### DATA FOR ANALYSIS

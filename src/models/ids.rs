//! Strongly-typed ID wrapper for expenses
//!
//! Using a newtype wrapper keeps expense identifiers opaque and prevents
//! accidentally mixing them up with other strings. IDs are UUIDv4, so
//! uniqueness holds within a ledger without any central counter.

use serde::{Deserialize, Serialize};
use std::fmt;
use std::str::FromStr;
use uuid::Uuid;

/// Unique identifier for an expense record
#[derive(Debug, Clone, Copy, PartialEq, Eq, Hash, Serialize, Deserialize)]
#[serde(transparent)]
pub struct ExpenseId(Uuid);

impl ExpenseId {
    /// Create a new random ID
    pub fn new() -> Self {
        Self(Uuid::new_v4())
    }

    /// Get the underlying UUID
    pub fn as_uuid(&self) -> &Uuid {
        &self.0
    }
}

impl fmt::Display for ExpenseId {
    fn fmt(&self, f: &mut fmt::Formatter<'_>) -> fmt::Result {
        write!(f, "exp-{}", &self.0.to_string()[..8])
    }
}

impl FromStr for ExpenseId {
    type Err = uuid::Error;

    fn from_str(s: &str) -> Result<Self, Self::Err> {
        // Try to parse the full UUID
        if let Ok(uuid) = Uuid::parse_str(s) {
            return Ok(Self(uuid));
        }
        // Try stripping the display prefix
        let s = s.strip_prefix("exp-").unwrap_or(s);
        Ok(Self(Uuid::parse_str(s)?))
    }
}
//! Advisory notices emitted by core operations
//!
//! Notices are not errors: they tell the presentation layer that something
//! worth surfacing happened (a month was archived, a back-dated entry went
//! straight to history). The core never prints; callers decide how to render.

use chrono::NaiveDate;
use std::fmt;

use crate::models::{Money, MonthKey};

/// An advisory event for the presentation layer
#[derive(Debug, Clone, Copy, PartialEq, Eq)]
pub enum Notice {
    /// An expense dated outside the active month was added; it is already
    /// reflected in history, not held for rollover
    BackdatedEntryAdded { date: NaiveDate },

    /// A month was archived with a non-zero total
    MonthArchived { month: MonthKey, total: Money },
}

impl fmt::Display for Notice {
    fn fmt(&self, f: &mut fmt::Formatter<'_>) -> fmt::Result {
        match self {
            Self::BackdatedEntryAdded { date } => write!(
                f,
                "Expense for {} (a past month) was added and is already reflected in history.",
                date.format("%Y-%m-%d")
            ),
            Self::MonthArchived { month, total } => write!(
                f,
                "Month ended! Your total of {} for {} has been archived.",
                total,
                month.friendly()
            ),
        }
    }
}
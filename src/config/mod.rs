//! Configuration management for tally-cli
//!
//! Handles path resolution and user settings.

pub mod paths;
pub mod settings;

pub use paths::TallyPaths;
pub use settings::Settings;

* * *

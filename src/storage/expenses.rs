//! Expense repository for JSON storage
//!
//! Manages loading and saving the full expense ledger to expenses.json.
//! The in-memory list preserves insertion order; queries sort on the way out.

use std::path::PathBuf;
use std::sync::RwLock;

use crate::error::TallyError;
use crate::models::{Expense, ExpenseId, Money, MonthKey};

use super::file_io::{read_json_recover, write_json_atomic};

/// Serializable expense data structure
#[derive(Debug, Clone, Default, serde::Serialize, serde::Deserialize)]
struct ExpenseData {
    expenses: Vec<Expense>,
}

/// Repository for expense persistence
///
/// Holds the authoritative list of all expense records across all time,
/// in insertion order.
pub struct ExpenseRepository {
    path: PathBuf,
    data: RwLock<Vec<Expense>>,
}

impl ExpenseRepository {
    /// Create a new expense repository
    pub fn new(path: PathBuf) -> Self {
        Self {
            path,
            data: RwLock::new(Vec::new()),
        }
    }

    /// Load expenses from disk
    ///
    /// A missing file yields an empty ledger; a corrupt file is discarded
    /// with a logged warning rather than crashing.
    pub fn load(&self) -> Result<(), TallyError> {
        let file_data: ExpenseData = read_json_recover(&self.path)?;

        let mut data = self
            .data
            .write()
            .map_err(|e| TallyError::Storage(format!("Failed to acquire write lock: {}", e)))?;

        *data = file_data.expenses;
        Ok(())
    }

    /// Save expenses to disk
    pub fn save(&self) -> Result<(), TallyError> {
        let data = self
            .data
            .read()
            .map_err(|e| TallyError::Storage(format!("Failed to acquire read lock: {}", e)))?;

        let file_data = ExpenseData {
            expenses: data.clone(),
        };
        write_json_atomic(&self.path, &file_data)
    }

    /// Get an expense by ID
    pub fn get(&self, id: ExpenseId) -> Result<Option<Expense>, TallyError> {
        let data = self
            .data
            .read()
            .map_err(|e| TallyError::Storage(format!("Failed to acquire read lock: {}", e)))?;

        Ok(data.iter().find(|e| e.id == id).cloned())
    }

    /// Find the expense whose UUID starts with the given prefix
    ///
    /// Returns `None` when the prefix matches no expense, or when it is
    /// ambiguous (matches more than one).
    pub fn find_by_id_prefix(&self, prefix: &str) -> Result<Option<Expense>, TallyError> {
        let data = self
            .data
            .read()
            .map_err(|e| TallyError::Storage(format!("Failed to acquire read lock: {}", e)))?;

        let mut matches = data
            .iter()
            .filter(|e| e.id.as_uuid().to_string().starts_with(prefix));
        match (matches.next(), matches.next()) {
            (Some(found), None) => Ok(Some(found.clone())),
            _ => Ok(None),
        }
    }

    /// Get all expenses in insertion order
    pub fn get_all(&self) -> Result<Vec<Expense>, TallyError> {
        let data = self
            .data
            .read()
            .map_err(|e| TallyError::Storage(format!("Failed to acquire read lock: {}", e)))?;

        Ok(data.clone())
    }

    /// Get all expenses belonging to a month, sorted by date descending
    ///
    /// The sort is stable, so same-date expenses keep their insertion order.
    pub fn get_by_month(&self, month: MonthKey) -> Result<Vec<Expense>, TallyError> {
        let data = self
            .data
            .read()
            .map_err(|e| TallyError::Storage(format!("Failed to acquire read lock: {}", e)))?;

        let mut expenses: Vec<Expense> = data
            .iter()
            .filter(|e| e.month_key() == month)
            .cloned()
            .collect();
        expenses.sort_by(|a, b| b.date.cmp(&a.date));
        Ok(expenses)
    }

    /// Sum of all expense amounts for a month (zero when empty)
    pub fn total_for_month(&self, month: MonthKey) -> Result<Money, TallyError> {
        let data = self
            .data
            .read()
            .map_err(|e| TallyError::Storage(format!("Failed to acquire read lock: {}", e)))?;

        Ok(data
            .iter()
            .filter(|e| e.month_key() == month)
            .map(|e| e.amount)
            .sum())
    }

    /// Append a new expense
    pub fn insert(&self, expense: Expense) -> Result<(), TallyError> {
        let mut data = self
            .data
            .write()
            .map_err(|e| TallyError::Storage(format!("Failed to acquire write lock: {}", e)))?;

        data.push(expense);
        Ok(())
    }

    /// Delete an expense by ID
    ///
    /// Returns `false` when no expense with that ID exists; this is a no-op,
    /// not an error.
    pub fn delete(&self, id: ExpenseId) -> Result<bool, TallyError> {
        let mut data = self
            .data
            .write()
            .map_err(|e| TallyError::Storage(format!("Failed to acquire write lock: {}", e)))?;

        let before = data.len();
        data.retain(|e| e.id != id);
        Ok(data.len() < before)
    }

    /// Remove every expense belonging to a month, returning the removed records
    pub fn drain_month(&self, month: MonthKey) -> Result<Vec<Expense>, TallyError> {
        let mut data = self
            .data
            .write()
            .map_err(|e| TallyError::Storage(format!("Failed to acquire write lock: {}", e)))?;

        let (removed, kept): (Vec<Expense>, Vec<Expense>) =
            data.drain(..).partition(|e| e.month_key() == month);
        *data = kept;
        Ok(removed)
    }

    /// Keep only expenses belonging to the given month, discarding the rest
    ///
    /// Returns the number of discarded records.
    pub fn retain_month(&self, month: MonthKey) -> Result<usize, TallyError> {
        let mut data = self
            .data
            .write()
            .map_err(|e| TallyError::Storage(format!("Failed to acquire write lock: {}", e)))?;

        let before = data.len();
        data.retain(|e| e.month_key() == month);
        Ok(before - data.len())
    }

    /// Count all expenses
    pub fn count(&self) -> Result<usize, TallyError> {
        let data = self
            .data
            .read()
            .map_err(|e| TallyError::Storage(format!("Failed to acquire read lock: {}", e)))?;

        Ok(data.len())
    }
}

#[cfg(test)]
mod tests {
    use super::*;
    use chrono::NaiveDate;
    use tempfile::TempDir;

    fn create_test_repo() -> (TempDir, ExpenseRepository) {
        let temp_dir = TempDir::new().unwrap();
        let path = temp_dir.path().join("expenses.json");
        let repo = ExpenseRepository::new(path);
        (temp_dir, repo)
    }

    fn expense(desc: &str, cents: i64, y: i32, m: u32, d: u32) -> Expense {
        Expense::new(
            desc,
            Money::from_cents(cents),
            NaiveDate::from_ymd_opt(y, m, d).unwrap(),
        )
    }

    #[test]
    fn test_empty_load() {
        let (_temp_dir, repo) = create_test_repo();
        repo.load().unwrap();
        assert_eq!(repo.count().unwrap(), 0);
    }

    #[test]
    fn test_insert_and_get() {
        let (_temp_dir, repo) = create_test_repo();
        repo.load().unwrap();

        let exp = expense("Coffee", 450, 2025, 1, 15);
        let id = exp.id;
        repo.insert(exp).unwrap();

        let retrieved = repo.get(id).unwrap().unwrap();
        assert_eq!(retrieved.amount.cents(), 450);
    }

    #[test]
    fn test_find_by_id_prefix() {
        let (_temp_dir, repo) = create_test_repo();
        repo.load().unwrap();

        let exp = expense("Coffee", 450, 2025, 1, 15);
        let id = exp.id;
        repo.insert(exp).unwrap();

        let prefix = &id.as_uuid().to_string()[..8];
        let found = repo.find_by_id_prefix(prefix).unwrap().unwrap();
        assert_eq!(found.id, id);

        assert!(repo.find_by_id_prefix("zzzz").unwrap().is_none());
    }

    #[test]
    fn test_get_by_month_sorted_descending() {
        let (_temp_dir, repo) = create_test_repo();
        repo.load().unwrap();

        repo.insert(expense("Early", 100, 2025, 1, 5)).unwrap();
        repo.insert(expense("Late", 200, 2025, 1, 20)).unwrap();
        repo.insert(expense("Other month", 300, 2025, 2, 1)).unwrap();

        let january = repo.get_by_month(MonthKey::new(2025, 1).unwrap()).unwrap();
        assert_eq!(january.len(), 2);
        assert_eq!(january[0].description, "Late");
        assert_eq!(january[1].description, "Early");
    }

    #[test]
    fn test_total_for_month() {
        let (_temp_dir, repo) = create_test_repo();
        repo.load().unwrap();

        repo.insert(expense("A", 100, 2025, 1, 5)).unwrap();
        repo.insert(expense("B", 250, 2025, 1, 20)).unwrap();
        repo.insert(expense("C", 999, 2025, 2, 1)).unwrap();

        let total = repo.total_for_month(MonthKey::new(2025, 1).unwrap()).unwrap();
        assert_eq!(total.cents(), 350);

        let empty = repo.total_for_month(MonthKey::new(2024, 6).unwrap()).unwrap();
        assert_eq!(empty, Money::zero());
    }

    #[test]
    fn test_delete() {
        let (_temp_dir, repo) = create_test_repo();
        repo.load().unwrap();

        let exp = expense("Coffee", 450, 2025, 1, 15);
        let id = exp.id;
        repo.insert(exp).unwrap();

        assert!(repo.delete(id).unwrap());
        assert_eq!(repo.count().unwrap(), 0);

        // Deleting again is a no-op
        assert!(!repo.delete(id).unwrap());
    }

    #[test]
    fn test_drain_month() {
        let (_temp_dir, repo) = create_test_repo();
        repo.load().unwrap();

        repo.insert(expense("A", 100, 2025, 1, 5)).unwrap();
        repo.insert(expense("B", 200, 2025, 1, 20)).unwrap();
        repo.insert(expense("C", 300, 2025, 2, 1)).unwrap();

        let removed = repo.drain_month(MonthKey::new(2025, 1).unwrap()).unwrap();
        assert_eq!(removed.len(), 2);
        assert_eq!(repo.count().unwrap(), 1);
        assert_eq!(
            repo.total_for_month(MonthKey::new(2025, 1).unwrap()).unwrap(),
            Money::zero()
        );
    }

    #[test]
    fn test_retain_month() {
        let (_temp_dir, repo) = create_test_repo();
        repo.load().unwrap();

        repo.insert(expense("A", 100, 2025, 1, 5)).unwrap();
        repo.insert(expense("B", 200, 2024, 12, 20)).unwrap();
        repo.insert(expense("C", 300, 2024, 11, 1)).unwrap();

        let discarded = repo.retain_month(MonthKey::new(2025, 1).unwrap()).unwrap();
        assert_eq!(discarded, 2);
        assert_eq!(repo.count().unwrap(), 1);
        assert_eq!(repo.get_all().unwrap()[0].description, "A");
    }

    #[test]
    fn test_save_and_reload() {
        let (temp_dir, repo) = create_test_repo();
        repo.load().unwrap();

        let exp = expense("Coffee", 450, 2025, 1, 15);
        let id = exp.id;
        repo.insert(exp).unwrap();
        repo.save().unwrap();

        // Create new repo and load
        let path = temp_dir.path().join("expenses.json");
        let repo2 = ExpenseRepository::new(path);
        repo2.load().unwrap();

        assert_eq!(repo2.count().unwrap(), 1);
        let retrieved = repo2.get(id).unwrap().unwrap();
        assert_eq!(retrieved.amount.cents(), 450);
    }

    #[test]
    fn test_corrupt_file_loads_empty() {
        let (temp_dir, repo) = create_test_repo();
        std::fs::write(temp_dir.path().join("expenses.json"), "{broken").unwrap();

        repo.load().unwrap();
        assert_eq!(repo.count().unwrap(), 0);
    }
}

### EXERCISE INSTRUCTIONS
Filter the preceding entries down to the lines with "paths".

### RESULT OF THE TASK
pub mod paths;
pub use paths::TallyPaths;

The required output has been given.